#### Data supplied
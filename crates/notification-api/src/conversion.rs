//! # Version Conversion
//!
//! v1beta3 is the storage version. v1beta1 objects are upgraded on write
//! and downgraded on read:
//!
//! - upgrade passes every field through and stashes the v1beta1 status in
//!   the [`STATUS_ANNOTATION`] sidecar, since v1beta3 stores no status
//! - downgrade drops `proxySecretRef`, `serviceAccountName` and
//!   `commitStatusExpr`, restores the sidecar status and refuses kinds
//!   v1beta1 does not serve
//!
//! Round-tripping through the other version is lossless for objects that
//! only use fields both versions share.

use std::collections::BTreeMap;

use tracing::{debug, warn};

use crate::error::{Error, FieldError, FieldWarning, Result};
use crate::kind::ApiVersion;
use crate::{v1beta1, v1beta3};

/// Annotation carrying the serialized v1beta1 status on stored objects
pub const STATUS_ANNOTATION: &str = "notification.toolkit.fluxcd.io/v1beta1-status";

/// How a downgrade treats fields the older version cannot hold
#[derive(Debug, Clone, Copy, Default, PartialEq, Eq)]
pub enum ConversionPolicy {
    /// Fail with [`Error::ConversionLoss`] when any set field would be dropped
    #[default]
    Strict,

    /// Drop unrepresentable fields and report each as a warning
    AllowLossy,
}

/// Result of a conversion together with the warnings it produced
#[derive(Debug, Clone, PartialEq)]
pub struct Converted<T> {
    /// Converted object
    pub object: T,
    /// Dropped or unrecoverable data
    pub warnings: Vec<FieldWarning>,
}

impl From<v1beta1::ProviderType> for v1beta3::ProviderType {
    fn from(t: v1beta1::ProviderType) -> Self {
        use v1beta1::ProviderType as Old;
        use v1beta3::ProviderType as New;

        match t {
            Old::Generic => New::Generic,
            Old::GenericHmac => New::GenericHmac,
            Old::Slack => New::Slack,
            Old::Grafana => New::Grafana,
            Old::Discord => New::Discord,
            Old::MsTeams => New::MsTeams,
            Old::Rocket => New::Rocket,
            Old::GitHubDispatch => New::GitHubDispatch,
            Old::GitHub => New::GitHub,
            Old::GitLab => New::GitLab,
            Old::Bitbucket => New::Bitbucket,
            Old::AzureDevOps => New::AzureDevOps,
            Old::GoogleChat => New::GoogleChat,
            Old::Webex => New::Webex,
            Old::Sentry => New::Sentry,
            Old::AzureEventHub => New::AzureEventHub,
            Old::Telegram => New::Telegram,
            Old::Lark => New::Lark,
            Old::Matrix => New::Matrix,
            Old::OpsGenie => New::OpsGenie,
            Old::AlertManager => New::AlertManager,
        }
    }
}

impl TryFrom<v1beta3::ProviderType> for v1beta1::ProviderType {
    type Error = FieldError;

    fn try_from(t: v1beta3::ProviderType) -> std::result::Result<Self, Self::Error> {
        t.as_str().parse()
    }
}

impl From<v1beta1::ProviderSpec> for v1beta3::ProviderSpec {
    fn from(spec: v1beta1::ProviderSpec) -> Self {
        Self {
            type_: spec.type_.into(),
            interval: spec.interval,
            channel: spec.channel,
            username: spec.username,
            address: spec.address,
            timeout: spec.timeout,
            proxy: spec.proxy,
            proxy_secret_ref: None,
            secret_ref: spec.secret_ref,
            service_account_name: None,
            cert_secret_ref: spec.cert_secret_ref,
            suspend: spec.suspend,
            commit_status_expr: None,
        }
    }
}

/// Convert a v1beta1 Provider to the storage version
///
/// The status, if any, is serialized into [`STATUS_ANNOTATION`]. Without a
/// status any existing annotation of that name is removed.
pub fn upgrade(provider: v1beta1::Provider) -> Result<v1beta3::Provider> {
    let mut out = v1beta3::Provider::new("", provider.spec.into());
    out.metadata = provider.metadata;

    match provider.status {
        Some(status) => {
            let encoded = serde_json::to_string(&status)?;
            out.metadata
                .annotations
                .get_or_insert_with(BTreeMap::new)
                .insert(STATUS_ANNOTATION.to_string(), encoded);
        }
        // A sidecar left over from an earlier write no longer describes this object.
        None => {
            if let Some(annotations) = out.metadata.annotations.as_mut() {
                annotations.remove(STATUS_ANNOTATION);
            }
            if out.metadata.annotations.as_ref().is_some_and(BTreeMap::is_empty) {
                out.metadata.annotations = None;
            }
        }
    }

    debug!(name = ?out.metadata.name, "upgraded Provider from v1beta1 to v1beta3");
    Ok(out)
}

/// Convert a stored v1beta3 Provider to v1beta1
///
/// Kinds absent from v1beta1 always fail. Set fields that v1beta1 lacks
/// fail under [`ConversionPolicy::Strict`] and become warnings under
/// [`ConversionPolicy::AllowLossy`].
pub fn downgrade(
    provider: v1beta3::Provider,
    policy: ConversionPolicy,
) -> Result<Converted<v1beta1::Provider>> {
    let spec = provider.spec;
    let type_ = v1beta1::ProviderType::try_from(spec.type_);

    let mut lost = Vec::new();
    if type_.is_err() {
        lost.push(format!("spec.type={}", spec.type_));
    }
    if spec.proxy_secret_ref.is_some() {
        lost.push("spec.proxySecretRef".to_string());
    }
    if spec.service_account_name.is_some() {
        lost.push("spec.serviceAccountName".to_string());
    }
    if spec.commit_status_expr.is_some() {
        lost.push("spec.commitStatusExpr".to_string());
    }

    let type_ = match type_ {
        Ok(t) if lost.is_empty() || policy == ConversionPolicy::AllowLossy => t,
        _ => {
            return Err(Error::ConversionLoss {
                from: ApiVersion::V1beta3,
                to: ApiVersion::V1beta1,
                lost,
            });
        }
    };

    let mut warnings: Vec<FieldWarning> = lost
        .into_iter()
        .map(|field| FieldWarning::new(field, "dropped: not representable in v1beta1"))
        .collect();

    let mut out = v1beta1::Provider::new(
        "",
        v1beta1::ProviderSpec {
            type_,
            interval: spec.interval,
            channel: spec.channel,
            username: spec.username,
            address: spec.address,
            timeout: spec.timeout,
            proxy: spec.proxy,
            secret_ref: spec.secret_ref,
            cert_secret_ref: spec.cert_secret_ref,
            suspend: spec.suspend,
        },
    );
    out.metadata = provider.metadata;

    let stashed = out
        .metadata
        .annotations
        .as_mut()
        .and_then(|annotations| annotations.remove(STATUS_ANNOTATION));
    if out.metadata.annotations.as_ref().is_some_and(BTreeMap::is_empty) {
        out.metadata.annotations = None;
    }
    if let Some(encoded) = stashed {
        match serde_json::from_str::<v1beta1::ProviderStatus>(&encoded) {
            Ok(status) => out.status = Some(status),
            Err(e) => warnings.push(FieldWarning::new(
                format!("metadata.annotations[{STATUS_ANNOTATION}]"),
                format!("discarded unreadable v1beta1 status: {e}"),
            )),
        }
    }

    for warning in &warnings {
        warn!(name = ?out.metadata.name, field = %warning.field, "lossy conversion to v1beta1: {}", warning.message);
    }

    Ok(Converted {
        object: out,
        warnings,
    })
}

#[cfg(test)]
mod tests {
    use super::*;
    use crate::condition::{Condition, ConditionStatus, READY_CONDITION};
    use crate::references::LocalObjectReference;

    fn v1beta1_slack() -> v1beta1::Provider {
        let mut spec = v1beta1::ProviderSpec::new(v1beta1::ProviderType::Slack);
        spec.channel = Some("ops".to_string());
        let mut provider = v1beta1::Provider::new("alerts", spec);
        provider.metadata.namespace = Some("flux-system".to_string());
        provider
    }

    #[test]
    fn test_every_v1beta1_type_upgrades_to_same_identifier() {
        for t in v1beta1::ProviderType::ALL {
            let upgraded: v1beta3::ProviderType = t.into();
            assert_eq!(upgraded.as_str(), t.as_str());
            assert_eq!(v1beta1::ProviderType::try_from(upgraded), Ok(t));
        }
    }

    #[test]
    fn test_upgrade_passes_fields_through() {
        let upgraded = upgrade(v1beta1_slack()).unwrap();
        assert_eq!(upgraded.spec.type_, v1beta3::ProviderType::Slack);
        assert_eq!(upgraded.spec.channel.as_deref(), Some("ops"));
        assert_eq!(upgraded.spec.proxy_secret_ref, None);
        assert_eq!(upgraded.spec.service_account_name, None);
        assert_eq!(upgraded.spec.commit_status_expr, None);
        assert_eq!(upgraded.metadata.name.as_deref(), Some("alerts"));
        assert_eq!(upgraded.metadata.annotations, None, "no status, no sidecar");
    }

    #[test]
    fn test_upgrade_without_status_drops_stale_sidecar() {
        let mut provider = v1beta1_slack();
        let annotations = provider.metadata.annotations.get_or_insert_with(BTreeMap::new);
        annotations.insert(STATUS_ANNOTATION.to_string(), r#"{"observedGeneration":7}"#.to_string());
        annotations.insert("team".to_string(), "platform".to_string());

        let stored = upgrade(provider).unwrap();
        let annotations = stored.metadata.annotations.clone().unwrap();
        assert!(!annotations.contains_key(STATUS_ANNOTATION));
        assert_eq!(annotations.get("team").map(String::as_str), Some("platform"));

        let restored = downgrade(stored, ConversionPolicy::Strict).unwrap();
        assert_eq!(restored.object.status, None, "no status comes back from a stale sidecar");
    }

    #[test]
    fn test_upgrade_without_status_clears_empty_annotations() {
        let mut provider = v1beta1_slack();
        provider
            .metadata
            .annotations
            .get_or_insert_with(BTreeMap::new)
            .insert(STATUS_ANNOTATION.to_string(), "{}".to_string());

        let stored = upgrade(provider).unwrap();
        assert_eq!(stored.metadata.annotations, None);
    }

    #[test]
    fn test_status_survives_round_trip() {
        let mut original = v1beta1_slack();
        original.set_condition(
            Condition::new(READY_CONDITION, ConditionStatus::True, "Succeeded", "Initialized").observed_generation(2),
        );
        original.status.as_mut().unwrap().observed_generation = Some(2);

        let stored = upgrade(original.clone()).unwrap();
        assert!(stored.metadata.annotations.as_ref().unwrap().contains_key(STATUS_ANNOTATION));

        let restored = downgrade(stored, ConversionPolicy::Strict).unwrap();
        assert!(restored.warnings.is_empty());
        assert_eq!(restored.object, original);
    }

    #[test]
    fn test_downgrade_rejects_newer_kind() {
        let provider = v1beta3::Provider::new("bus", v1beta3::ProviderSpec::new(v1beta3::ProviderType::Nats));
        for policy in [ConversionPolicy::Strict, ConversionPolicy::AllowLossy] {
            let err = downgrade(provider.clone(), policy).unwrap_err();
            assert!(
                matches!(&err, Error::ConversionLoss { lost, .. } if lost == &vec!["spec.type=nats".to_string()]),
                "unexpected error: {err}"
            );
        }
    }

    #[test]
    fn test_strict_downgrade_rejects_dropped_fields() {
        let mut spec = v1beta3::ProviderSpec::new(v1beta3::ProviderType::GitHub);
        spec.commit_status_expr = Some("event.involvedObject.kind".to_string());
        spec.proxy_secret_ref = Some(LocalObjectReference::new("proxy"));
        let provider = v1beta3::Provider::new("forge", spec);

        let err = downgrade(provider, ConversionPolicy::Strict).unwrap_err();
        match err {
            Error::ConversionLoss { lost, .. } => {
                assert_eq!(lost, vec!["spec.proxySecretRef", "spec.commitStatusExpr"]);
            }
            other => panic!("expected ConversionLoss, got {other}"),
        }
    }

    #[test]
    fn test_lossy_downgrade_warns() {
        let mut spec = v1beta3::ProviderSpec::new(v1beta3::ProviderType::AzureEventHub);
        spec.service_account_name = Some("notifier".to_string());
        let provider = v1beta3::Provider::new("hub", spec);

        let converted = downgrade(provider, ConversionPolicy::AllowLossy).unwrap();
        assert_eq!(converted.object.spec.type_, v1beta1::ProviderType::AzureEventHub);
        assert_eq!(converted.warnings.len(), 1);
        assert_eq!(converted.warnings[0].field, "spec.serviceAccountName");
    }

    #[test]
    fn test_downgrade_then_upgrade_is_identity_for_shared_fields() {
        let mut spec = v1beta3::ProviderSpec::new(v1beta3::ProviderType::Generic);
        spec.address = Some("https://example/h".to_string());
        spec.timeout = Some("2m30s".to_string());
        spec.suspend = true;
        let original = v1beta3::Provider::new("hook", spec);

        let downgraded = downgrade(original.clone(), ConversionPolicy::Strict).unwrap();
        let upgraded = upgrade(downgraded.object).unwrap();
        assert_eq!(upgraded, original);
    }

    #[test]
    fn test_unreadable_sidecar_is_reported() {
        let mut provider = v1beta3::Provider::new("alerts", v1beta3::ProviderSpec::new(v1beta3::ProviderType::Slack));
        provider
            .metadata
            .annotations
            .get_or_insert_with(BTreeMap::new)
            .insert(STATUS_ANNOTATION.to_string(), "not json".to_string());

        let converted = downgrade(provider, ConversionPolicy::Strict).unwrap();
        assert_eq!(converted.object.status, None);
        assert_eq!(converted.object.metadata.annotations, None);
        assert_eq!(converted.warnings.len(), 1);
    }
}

...

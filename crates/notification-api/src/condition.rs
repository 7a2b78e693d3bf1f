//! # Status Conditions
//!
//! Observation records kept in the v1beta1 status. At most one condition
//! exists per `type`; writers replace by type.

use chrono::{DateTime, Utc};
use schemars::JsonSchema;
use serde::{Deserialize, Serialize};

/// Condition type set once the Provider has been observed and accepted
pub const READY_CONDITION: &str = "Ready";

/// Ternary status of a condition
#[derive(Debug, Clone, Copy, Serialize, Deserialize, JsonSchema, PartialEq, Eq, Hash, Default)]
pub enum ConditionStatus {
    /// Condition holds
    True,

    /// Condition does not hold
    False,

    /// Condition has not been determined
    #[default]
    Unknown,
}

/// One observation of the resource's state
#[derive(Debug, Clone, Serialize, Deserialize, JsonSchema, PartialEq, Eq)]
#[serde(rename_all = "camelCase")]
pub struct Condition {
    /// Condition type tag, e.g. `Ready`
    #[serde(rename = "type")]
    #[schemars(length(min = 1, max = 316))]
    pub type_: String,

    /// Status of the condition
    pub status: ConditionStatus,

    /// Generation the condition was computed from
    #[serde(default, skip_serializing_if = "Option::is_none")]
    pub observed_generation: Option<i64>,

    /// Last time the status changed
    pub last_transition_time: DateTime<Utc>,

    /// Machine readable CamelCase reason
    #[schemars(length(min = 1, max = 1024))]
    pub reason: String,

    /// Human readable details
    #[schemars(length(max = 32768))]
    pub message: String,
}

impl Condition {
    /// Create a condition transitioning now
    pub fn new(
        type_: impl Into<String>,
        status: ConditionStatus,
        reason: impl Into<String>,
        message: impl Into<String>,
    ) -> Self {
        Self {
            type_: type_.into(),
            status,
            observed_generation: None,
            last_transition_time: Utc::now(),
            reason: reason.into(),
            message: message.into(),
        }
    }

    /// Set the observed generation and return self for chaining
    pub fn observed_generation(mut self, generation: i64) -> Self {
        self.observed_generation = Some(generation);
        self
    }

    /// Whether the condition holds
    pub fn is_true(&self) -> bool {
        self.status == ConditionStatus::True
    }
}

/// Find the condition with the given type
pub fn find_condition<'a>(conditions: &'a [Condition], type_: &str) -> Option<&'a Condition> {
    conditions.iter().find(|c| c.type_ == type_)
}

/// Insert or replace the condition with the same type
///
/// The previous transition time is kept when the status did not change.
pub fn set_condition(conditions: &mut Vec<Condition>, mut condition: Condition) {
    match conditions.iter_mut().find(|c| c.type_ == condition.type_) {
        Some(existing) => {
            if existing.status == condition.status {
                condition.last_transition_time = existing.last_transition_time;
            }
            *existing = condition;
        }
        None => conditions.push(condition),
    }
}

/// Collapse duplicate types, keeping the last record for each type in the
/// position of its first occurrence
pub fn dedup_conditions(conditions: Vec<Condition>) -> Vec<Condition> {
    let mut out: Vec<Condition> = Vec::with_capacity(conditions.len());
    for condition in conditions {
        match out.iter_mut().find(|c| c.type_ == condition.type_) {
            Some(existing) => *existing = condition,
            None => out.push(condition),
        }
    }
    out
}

#### Work task
Filter the records above for lines containing the word "kept", and copy those lines.

#### Worked solution
//! Observation records kept in the v1beta1 status. At most one condition
/// The previous transition time is kept when the status did not change.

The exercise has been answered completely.